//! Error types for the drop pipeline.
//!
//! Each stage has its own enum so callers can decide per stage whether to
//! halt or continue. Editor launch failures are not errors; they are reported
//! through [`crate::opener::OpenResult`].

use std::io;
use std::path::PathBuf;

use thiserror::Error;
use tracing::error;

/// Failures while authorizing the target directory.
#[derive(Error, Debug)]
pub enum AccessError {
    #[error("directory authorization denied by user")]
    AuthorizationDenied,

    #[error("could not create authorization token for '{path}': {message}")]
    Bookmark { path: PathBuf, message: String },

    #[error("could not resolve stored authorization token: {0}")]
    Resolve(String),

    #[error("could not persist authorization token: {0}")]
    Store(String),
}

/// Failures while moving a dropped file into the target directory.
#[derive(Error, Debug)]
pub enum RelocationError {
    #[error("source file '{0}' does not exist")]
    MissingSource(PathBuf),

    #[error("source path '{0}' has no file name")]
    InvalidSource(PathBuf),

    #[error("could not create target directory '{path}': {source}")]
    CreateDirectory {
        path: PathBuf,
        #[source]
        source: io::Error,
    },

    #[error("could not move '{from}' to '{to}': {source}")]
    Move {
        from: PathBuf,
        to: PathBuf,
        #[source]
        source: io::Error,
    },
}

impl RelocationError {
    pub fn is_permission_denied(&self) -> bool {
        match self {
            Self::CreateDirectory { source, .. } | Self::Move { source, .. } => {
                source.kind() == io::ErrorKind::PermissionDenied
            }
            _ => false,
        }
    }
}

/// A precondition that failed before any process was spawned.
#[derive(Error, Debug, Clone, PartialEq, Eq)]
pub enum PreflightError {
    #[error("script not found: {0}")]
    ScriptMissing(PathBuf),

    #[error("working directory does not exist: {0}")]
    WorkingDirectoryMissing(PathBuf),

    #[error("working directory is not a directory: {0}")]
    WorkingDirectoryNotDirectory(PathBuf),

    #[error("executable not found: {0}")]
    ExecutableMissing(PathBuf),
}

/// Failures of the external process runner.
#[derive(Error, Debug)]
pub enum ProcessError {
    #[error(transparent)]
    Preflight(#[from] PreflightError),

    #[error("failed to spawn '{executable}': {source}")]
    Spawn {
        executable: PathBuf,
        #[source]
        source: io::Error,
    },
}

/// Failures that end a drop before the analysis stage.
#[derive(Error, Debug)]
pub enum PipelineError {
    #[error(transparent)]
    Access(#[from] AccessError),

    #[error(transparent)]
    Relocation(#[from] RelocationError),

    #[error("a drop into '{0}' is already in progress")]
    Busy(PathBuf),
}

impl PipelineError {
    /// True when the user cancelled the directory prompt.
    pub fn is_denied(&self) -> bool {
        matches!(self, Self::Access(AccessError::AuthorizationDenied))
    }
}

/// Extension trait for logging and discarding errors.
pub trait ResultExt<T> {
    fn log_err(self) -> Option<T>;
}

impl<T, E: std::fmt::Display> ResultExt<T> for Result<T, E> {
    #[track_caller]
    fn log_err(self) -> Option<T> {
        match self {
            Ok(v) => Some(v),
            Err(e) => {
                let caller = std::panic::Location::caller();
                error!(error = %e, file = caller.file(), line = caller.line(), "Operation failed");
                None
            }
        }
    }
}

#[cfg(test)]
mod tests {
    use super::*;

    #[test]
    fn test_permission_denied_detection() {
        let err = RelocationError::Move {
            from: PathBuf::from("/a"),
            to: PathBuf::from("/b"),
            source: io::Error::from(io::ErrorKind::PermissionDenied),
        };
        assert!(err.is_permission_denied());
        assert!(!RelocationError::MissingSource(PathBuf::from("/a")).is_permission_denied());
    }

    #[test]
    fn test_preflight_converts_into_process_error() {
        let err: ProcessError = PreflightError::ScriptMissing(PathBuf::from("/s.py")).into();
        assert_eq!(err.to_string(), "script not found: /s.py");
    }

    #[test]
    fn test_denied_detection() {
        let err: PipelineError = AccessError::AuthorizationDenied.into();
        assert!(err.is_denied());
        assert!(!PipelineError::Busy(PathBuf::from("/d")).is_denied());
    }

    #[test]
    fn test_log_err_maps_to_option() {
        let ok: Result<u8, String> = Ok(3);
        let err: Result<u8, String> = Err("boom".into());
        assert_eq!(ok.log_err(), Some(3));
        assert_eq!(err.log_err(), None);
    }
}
-- -- --
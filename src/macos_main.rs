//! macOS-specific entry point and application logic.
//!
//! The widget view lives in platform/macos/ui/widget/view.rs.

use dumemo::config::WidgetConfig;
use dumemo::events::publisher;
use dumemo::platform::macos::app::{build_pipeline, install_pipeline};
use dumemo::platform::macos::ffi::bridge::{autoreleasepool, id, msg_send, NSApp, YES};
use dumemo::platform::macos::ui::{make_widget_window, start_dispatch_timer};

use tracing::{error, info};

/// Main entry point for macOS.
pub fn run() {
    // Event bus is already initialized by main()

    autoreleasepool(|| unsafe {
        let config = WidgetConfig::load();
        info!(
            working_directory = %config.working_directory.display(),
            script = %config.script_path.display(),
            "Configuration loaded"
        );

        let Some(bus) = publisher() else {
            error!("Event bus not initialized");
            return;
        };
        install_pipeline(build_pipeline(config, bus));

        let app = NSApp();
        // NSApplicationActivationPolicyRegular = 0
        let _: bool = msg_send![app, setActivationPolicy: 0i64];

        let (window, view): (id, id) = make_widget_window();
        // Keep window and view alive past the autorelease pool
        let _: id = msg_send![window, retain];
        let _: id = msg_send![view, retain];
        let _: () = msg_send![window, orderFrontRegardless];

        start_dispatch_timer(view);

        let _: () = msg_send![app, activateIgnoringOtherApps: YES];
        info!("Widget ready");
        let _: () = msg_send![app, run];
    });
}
-- -- --
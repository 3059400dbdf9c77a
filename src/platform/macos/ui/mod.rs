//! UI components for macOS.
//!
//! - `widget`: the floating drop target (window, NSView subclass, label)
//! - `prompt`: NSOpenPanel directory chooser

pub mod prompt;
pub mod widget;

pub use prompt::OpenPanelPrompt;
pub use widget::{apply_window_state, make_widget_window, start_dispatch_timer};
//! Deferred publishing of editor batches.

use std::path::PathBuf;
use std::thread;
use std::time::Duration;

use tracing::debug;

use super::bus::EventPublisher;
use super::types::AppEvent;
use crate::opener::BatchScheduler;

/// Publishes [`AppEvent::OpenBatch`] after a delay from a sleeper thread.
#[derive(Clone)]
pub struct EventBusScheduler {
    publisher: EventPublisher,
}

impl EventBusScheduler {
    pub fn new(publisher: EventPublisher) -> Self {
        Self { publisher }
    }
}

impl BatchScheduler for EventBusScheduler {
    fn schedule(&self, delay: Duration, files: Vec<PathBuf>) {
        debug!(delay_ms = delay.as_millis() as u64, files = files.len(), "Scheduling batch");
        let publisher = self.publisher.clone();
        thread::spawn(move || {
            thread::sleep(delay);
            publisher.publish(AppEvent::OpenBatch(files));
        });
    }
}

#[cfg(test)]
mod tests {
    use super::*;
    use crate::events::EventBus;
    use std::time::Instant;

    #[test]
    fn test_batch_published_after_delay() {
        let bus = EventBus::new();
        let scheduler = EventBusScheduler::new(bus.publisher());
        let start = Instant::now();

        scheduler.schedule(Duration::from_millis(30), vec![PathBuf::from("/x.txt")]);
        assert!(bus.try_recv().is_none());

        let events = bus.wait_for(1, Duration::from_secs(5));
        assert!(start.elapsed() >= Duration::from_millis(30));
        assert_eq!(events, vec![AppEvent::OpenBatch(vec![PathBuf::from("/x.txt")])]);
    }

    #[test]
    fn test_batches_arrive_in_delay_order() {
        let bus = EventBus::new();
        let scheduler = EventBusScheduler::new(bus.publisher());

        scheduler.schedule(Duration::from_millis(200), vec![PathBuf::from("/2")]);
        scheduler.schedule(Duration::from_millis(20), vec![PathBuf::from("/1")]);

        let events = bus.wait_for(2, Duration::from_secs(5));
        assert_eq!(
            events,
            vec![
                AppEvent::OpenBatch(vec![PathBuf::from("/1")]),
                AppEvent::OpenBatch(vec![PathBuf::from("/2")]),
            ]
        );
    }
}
-- -- --
- TASK -
Could you reproduce exactly the lines of the entries above, from the one with "the drop pipeline." through the one with "use std::io;", and nothing else?

- TASK OUTPUT -
//! Error types for the drop pipeline.
//!
//! Each stage has its own enum so callers can decide per stage whether to
//! halt or continue. Editor launch failures are not errors; they are reported
//! through [`crate::opener::OpenResult`].

use std::io;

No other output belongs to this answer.